Monday, February 20, 2012

Meta-Blogging.


Blogging has to be one of the best experiences I have ever had with writing. I get to write the way I want to write. I don’t have to be formal or write a specific way. I don’t have to use paragraphs, write a works cited but I do have a set minimum. Usually when I have a set number of words, pages or even paragraphs it drives me nuts because I feel like I’m just writing to get to that number and get it done. But with the blogs it doesn’t seem like that, I start just writing of the top of my head and not thinking about errors and grammar and sentence structure but just writing what I’m thinking or want to say and I exceeds that minimum. Sometimes I struggle with coming up with my own topic to write about especially since we had that whole discussion on having a point when you write. Thanks to Ms. Wright now I have alternative topics to write about if I need them. I think I am growing as a writer because I’m learning to take chances with my writing and not worry about what’s wrong with what I’m writing because I can always go back and make it better. My first blog was on my first week of school and how hectic it was but I know the experience in the end will be worthwhile. I know that this will be one of those blogs I’m going to look back on in the future and see how much everything has changed and laugh about it. Best experiences. Blogging will be one of those experiences I will look back on. 

Sunday, February 12, 2012

Peer Reviewing...


Peer review this week has been going great to me. I can admit I was extremely nervous at first, not only about my peers reading my papers but knowing that I was going to have to be the judge of someone else’s memoir. Then I thought about it, I’m not there to judge anyone’s paper but to help them build a stronger paper. I remembered the article we read on Really Responding to Other Student’s writing. Once we got into our groups in class, my group decided that it would be best if we just read through the first paper together and then go over any comments we had to say, which was not what we were assigned to do. So we started over having to read our own paper out loud to everyone else and that made a massive difference. Reading out loud made me realize some of my mistakes in my memoir, listen to how my paper sounded to others and allowed them to hear how my paper was meant to sound. That was something I wish I would have thought to do many times in high school.

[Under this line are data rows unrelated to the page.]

#[cfg(test)]
mod tests {
    use super::*;
    use crate::assets::Asset;
    use crate::bars::Bar;
    use crate::calendar::US_EQUITIES_MINUTES_PER_SESSION;
    use crate::error::BarDataError;
    use crate::store::MinuteBarWriter;
    use chrono::{NaiveDate, NaiveTime};
    use tempfile::TempDir;

    const MPS: u64 = US_EQUITIES_MINUTES_PER_SESSION as u64;

    fn test_calendar() -> Arc<TradingCalendar> {
        // Mon Jan 4 .. Fri Jan 8, 2016
        Arc::new(
            TradingCalendar::weekdays(
                NaiveDate::from_ymd_opt(2016, 1, 4).unwrap(),
                NaiveDate::from_ymd_opt(2016, 1, 8).unwrap(),
                NaiveTime::from_hms_opt(14, 31, 0).unwrap(),
                US_EQUITIES_MINUTES_PER_SESSION,
            )
            .unwrap(),
        )
    }

    fn test_assets() -> Arc<AssetDirectory> {
        let dir = AssetDirectory::open_memory().unwrap();
        for sid in [1, 2] {
            dir.insert(&Asset {
                sid,
                symbol: format!("ASSET{}", sid),
                start_date: NaiveDate::from_ymd_opt(2016, 1, 5).unwrap(),
                end_date: NaiveDate::from_ymd_opt(2016, 1, 7).unwrap(),
            })
            .unwrap();
        }
        Arc::new(dir)
    }

    /// One session of bars for written day `day` (0-based): slot values run
    /// from day*390+1, every `interval`-th slot populated.
    fn day_bars(day: u64, interval: usize) -> Vec<Bar> {
        (0..MPS as usize)
            .map(|slot| {
                if (slot + 1) % interval == 0 {
                    let base = (day * MPS + slot as u64 + 1) as f64;
                    Bar::new(
                        base + 1.0,
                        base + 2.0,
                        base - 1.0,
                        base,
                        (day * MPS + slot as u64 + 1) * 100,
                    )
                } else {
                    Bar::SENTINEL
                }
            })
            .collect()
    }

    /// Asset 1 trades every minute, asset 2 every 10th minute; data covers
    /// sessions 1 and 2 (Jan 5 and Jan 6) of a five-session calendar where
    /// both assets are listed Jan 5 through Jan 7.
    fn fixture(dir: &TempDir) -> BarData {
        let calendar = test_calendar();
        let mut writer = MinuteBarWriter::new(dir.path(), calendar.clone()).unwrap();
        for (day, session) in [1usize, 2].into_iter().enumerate() {
            writer
                .write_session(1, session, &day_bars(day as u64, 1))
                .unwrap();
            writer
                .write_session(2, session, &day_bars(day as u64, 10))
                .unwrap();
        }

        let reader = Arc::new(MinuteBarReader::new(dir.path(), calendar.clone()).unwrap());
        BarData::new(reader, calendar, test_assets())
    }

    #[test]
    fn test_unknown_field_is_invalid_argument() {
        let dir = TempDir::new().unwrap();
        let bar_data = fixture(&dir);
        assert!(matches!(
            bar_data.spot_value(1, "vwap", MPS),
            Err(BarDataError::UnknownField(_))
        ));
    }

    #[test]
    fn test_unknown_asset_is_invalid_argument() {
        let dir = TempDir::new().unwrap();
        let bar_data = fixture(&dir);
        assert!(matches!(
            bar_data.spot_value(99, "close", MPS),
            Err(BarDataError::UnknownAsset(99))
        ));
        assert!(matches!(
            bar_data.can_trade(99, MPS),
            Err(BarDataError::UnknownAsset(99))
        ));
    }

    #[test]
    fn test_minute_out_of_calendar_is_invalid_argument() {
        let dir = TempDir::new().unwrap();
        let bar_data = fixture(&dir);
        assert!(matches!(
            bar_data.spot_value(1, "close", 5 * MPS),
            Err(BarDataError::MinuteOutOfRange(_))
        ));
    }

    #[test]
    fn test_state_machine_before_listing() {
        let dir = TempDir::new().unwrap();
        let bar_data = fixture(&dir);

        // All of session 0 (Jan 4) precedes both assets' start date
        for at in [0, 100, MPS - 1] {
            for sid in [1, 2] {
                assert_eq!(
                    bar_data.trading_state(sid, at).unwrap(),
                    TradingState::NotYetActive
                );
                assert!(!bar_data.can_trade(sid, at).unwrap());
                assert!(!bar_data.is_stale(sid, at).unwrap());
            }
        }
    }

    #[test]
    fn test_state_machine_partial_day_listing() {
        let dir = TempDir::new().unwrap();
        let bar_data = fixture(&dir);

        // Asset 2's first trade is slot 9 of session 1
        for slot in 0..9 {
            assert_eq!(
                bar_data.trading_state(2, MPS + slot).unwrap(),
                TradingState::NotYetActive
            );
        }
        assert_eq!(
            bar_data.trading_state(2, MPS + 9).unwrap(),
            TradingState::Active { stale: false }
        );
        assert_eq!(
            bar_data.trading_state(2, MPS + 10).unwrap(),
            TradingState::Active { stale: true }
        );

        // Asset 1 trades from the first slot
        assert_eq!(
            bar_data.trading_state(1, MPS).unwrap(),
            TradingState::Active { stale: false }
        );
    }

    #[test]
    fn test_state_machine_listed_day_without_data() {
        let dir = TempDir::new().unwrap();
        let bar_data = fixture(&dir);

        // Session 3 (Jan 7) is inside the nominal window but has no written
        // data: tradable and stale for the whole session.
        let at = 3 * MPS + 123;
        assert_eq!(
            bar_data.trading_state(1, at).unwrap(),
            TradingState::Active { stale: true }
        );
        assert!(bar_data.can_trade(1, at).unwrap());
        assert!(bar_data.is_stale(1, at).unwrap());
    }

    #[test]
    fn test_state_machine_delisting_is_terminal() {
        let dir = TempDir::new().unwrap();
        let bar_data = fixture(&dir);

        // Session 4 (Jan 8) is past end_date
        let at = 4 * MPS;
        for sid in [1, 2] {
            assert_eq!(
                bar_data.trading_state(sid, at).unwrap(),
                TradingState::Delisted
            );
            assert!(!bar_data.can_trade(sid, at).unwrap());
            assert!(!bar_data.is_stale(sid, at).unwrap());
        }
    }

    #[test]
    fn test_ohlc_ignores_tradability() {
        let dir = TempDir::new().unwrap();
        let bar_data = fixture(&dir);

        // Delisted asset: raw fields simply have no data for the minute
        let at = 4 * MPS + 5;
        assert!(bar_data
            .spot_value(1, "close", at)
            .unwrap()
            .as_price()
            .unwrap()
            .is_nan());
        assert_eq!(
            bar_data.spot_value(1, "volume", at).unwrap(),
            SpotValue::Volume(0)
        );
    }

    #[test]
    fn test_price_forward_fill() {
        let dir = TempDir::new().unwrap();
        let bar_data = fixture(&dir);

        // Asset 2, session 1, slot 15: last trade was slot 9 (close = 10)
        let v = bar_data.spot_value(2, "price", MPS + 15).unwrap();
        assert_eq!(v, SpotValue::Price(10.0));

        // Slot 9 itself: close of that minute
        let v = bar_data.spot_value(2, "price", MPS + 9).unwrap();
        assert_eq!(v, SpotValue::Price(10.0));

        // Before any trade: nothing to fill from
        let v = bar_data.spot_value(2, "price", MPS + 3).unwrap();
        assert!(v.is_missing());
    }

    #[test]
    fn test_last_traded_survives_delisting() {
        let dir = TempDir::new().unwrap();
        let bar_data = fixture(&dir);

        // Final trade for both assets is the last slot of session 2
        let final_trade = 2 * MPS + 389;
        let at = 4 * MPS + 100; // after delisting

        for sid in [1, 2] {
            assert!(!bar_data.can_trade(sid, at).unwrap());
            assert_eq!(
                bar_data.spot_value(sid, "last_traded", at).unwrap(),
                SpotValue::LastTraded(Some(final_trade))
            );
        }

        // And price keeps forward-filling from it
        assert_eq!(
            bar_data.spot_value(1, "price", at).unwrap(),
            SpotValue::Price(780.0)
        );
    }

    #[test]
    fn test_last_traded_timestamp_conversion() {
        let dir = TempDir::new().unwrap();
        let bar_data = fixture(&dir);

        let at = MPS + 15;
        let ts = bar_data.last_traded_timestamp(2, at).unwrap().unwrap();
        let expected = bar_data.calendar.minute_timestamp(MPS + 9).unwrap();
        assert_eq!(ts, expected);

        // No history at all yet
        assert_eq!(bar_data.last_traded_timestamp(2, MPS + 3).unwrap(), None);
    }

    #[test]
    fn test_spot_value_volume_and_ohlc_values() {
        let dir = TempDir::new().unwrap();
        let bar_data = fixture(&dir);

        // Session 1, slot 4 for asset 1: base = 5
        let at = MPS + 4;
        assert_eq!(
            bar_data.spot_value(1, "open", at).unwrap(),
            SpotValue::Price(6.0)
        );
        assert_eq!(
            bar_data.spot_value(1, "high", at).unwrap(),
            SpotValue::Price(7.0)
        );
        assert_eq!(
            bar_data.spot_value(1, "low", at).unwrap(),
            SpotValue::Price(4.0)
        );
        assert_eq!(
            bar_data.spot_value(1, "close", at).unwrap(),
            SpotValue::Price(5.0)
        );
        assert_eq!(
            bar_data.spot_value(1, "volume", at).unwrap(),
            SpotValue::Volume(500)
        );
    }

    #[test]
    fn test_zero_low_sentinel_collision() {
        let dir = TempDir::new().unwrap();
        let bar_data = fixture(&dir);

        // Session 1, slot 0: low = 0 stored as sentinel, reported NaN
        let v = bar_data.spot_value(1, "low", MPS).unwrap();
        assert!(v.as_price().unwrap().is_nan());
        // Next slot's low is a real 1.0
        assert_eq!(
            bar_data.spot_value(1, "low", MPS + 1).unwrap(),
            SpotValue::Price(1.0)
        );
    }

    #[test]
    fn test_spot_value_same_value_relation() {
        let a = SpotValue::Price(f64::NAN);
        let b = SpotValue::Price(f64::NAN);
        assert!(a.same_value(&b));
        assert!(!a.same_value(&SpotValue::Price(1.0)));
        assert!(SpotValue::Volume(0).same_value(&SpotValue::Volume(0)));
        assert!(!SpotValue::Volume(0).same_value(&SpotValue::Price(0.0)));
        assert!(SpotValue::LastTraded(None).same_value(&SpotValue::LastTraded(None)));
    }
}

After reading the papers I was given all kinds of comments and feedback from my group members. The comments they gave me were more than what I expected, more than the usual grammar errors. They told me where I need to elaborate on things because to me I already know the people in my paper or the point I’m trying to get across in some sentences but that wasn’t coming across in my memoir. The homework that night, adding our comments on Microsoft word, gave me a chance to really say what I didn’t get to say in class and what I didn’t know how to say. I added anything I could think of in my comments that wasn’t clear, what I would like to know more on and where they were trying convey. When I was finished with my margin comments, I took the advice from the assigned reading and added a final mini paragraph at the end to summarize up my thoughts and add one final question.

The hardest struggle for me this far is coming up with the point in my own paper. I didn’t want a point that just summed up my memoir but a point that I could state and everyone of my examples lead back to that specific point. I’ve got somewhat of an idea and think I’m on the right track but I’m sure after these peer reviews I’ll have a pretty concise point in the end. 

Wednesday, February 1, 2012

Why i'm still here...


Why I’m here continued…..

For today’s blog I wanted to continue on the free write from earlier because well I liked the topic or point!

I choose to come to college because I want to want to better myself in every way possible. Of course my mom played a big role in pushing me in this direction but it was ultimately my decision. Not many people in my family have graduated from college and I would be one of my grandmother’s first grandchildren to graduate. My parents would be beyond proud of me especially since my mom’s still in school furthering her degree and it’s inspirational to me. My dad never finished high school actually I think he dropped out his freshman year and I know me graduating from college would make him feel like he’s done something right. My closest friend just graduated last year from UNC Charlotte with superb grades and seeing the pressure he took on makes me have ten times more respect for him even if I’ve never told him that. I know I can do it and there’s no reason that I cannot. I have more than enough support.

College is suppose to help you get the better jobs and make more money and experience things you can only experience in college. I came to college to get all of that. I came to college not only for myself but for my family too. To make them and myself proud. I’m hoping that college will help me get far in life to where I won’t have to struggle as much. This should be an interesting couple of years.